Ketua Umum Aliansi Masyarakat Tembakau Indonesia (AMTI) Budidoyo menegaskan, Kementerian Koordinator bidang Pembangunan Manusia dan Kebudayaan (PMK) bahkan telah menggelar uji publik akhir Juli lalu tanpa pernah ada komunikasi dengan pelaku IHT.
"Semestinya uji publik ada untuk kita memberi masukan, tapi karena sebelumnya kami tidak pernah diajak berdiskusi, jadi secara prosedural kami tidak tahu apapun terkait prosesnya, dan tiba-tiba diundang untuk uji publik," kata dia kepada wartawan, Jumat, 12 Agustus 2022.
Ia khawatir kehadiran para pelaku IHT dalam uji publik itu hanya untuk menjustifikasi bahwa mereka sudah diajak diskusi, dan tiba-tiba revisi PP 109/2012 disahkan. Padahal AMTI dengan tegas tidak setuju dengan poin-poin revisi yang diajukan.
Kementerian Kesehatan dipastikan akan mengajukan kembali izin prakarsa revisi PP 109/2012 tentang Pengamanan Bahan yang Mengandung Zat Adiktif berupa Produk Tembakau Bagi Kesehatan. Meski pengajuan ini sudah ditolak Kementerian Sekretariat Negara (Setneg) akhir tahun lalu.
"Jadi akan mulai dari nol lagi. Sekarang sedang ada di Kemenkes untuk diajukan kembali izin prakarsanya," kata Deputi Bidang Koordinasi Peningkatan Kualitas Kesehatan dan Pembangunan Kependudukan Kemenko PMK Agus Suprapto.
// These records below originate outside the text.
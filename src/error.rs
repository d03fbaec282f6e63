//! Error taxonomy for catalog interactions.
//!
//! Only `Connectivity` is fatal: it means the catalog client could not be
//! constructed at startup. Everything else is recovered locally - a failed
//! search becomes zero candidates for that variation, a malformed source
//! reference fails that single lookup, and the surrounding batch proceeds.

use thiserror::Error;

#[derive(Debug, Error)]
pub enum CatalogError {
    /// Catalog client construction failed. Aborts the whole run.
    #[error("cannot establish catalog connection: {0}")]
    Connectivity(String),

    /// One search call failed. Treated as zero candidates by the caller.
    #[error("catalog search failed: {0}")]
    Search(String),

    /// A playlist-create or membership write call failed.
    #[error("catalog write failed: {0}")]
    Write(String),

    /// Malformed source reference (e.g. missing URL parameter). Surfaced to
    /// the caller of that single lookup only.
    #[error("invalid source reference: {0}")]
    InputFormat(String),
}
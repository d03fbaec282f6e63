//! Core data models for the resolution pipeline.
//!
//! This module contains the record types flowing through the pipeline
//! (source track, destination candidate, match result) plus the run
//! statistics used for the end-of-run report.

use serde::{Deserialize, Serialize};

// ============================================================================
// Source Records
// ============================================================================

/// Normalized descriptor of one source-catalog song. Immutable once ingested.
#[derive(Clone, Debug, Serialize, Deserialize)]
pub struct TrackRecord {
    pub title: String,
    /// Credited artists in source order.
    pub artists: Vec<String>,
    /// Free-text duration as reported by the source (e.g. "3:45").
    pub duration: Option<String>,
    /// Grouping key for the destination playlist this record belongs to.
    pub playlist_title: String,
}

impl TrackRecord {
    /// Comma-serialized artist list, the form scoring and query generation
    /// compare against.
    pub fn artists_joined(&self) -> String {
        self.artists.join(", ")
    }
}

// ============================================================================
// Destination Candidates
// ============================================================================

/// One destination-catalog search hit reduced to the fields matching needs.
#[derive(Clone, Debug, Serialize, Deserialize)]
pub struct CandidateRecord {
    /// Opaque destination-catalog identifier.
    pub id: String,
    pub title: String,
    pub artists: Vec<String>,
    /// Release year, album path only.
    #[serde(default)]
    pub year: Option<String>,
    /// Release type (e.g. "album", "single"), album path only.
    #[serde(default)]
    pub kind: Option<String>,
}

impl CandidateRecord {
    pub fn artists_joined(&self) -> String {
        self.artists.join(", ")
    }
}

// ============================================================================
// Match Results
// ============================================================================

/// Outcome band for one resolved record.
///
/// Tracks are binary (score > 0 is found); albums are three-band with
/// `MIN_ALBUM_SCORE` separating ambiguous from found.
#[derive(Clone, Copy, Debug, PartialEq, Eq, Serialize)]
pub enum MatchOutcome {
    Found,
    Ambiguous,
    NotFound,
}

/// Pairing of a source index with its best-scoring candidate and score.
///
/// Invariant: exactly one `MatchResult` per input record, at the same ordinal
/// position. `resolved_id` is `Some` iff the score clears the threshold for
/// the record kind.
#[derive(Clone, Debug)]
pub struct MatchResult {
    pub index: usize,
    pub candidate: Option<CandidateRecord>,
    /// Unbounded additive score; may be negative.
    pub score: i32,
    pub resolved_id: Option<String>,
    pub outcome: MatchOutcome,
}

/// (title, artists, playlist_title) tuple for the end-of-run report.
#[derive(Clone, Debug, Serialize)]
pub struct UnresolvedTrack {
    pub title: String,
    pub artists: String,
    pub playlist_title: String,
}

// ============================================================================
// Playlist Grouping
// ============================================================================

/// Deduplicated, format-valid ordered id set destined for one playlist write.
#[derive(Clone, Debug, PartialEq, Eq)]
pub struct PlaylistGroup {
    pub title: String,
    pub ids: Vec<String>,
}

// ============================================================================
// Run Statistics
// ============================================================================

/// Per-run resolution statistics for the console report.
#[derive(Default, Debug, Clone, Serialize)]
pub struct ResolutionStats {
    pub found: usize,
    pub ambiguous: usize,
    pub not_found: usize,
    /// Search calls issued, including variation fan-out and fallbacks.
    pub searches: usize,
    /// Search calls that raised and were treated as zero candidates.
    pub search_failures: usize,
    pub elapsed_seconds: f64,
}

impl ResolutionStats {
    pub fn total(&self) -> usize {
        self.found + self.ambiguous + self.not_found
    }

    /// Log stats to stderr in JSON format
    pub fn log_phase(&self, phase: &str) {
        if let Ok(json) = serde_json::to_string_pretty(self) {
            eprintln!("[STATS:{}]\n{}", phase, json);
        }
    }
}

/// Full outcome of one engine invocation: ordered results plus diagnostics.
#[derive(Debug, Clone)]
pub struct ResolutionReport {
    pub stats: ResolutionStats,
    pub unresolved: Vec<UnresolvedTrack>,
}

impl ResolutionReport {
    /// Console summary: found/ambiguous/not-found counts and the unmatched
    /// (title, artists, playlist) tuples.
    pub fn print_summary(&self) {
        println!(
            "Results: {} found, {} ambiguous, {} not found",
            self.stats.found, self.stats.ambiguous, self.stats.not_found
        );
        for song in &self.unresolved {
            println!(
                "Song {}, {} in playlist {} was not found.",
                song.title, song.artists, song.playlist_title
            );
        }
    }
}

#[cfg(test)]
mod tests {
    use super::*;

    #[test]
    fn test_artists_joined() {
        let record = TrackRecord {
            title: "Song".to_string(),
            artists: vec!["A".to_string(), "B".to_string()],
            duration: None,
            playlist_title: "pl".to_string(),
        };
        assert_eq!(record.artists_joined(), "A, B");
    }

    #[test]
    fn test_stats_total() {
        let stats = ResolutionStats {
            found: 3,
            ambiguous: 1,
            not_found: 2,
            ..Default::default()
        };
        assert_eq!(stats.total(), 6);
    }
}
Sayangnya, Agus enggan memberi penjelasan lebih detail kapan rancangan beleid ini kembali diserahkan ke Setneg. Yang jelas ada beberapa poin anyar yang akan dijangkau PP 109/2012 jika kelak aturan tersebut bisa disahkan pemerintah.
"Ada lima poin utama. Pertama adalah pembesaran pictorial health warning (PHW) dari 40 persen menjadi 90 persen, kemudian larangan penjualan rokok eceran, ketiga pengaturan iklan di media sosial (digital), kemudian pengaturan rokok elektrik, dan terakhir terkait pengawasan," sambungnya.
Baca juga: Pemerintah Diminta Perkuat Penegakan Hukum PP 109/2012 |
Budidoyo menilai minimnya partisipasi pelaku IHT menjadi salah satu pertimbangannya dalam menolak revisi PP 109/2012, selain poin-poin revisi yang juga sangat memberatkan. Terlebih, implementasi PP 109/2012 saat ini dinilai sudah cukup menekan IHT.
Perkumpulan Gabungan Perserikatan Pabrik Rokok Indonesia (Gappri) menyebut upaya Kemenko PMK menggelar uji publik terkait Perubahan PP 109/2012 cukup mengagetkan dan terkesan dipaksakan. Gappri dengan tegas menolak perubahan PP 109/2012.
"Pasalnya, kami melihat PP 109/2012 yang ada saat ini masih relevan untuk diterapkan," ujar Ketua Umum Gappri Henry Najoan.
Ia beralasan, jika tujuan perubahan PP 109/2012 untuk menurunkan perokok pada anak dan remaja dengan indikator prevalensi, seharusnya tidak perlu dilakukan. Mengingat data resmi pemerintah menunjukkan angka prevalensi sudah turun jauh dari target pada 2024.
Data hasil Survei Sosial Ekonomi Nasional KOR (SUSENAS KOR) menyatakan, prevalensi perokok anak terus menurun. Dari 9,1 persen pada 2018, turun menjadi 3,87 persen pada 2019, turun lagi pada 2020 menjadi 3,81 persen, bahkan tinggal 3,69 persen pada tahun lalu.
"Melansir catatan Kementerian Keuangan, produktivitas rokok terus menurun sejak 2013. Sedikit banyak, PP 109/2012 juga memiliki pengaruh atas penurunan ini. Dengan pengendalian yang lebih eksesif, kami yakin revisi PP 109/2012 bakal mematikan IHT," kata Budidoyo.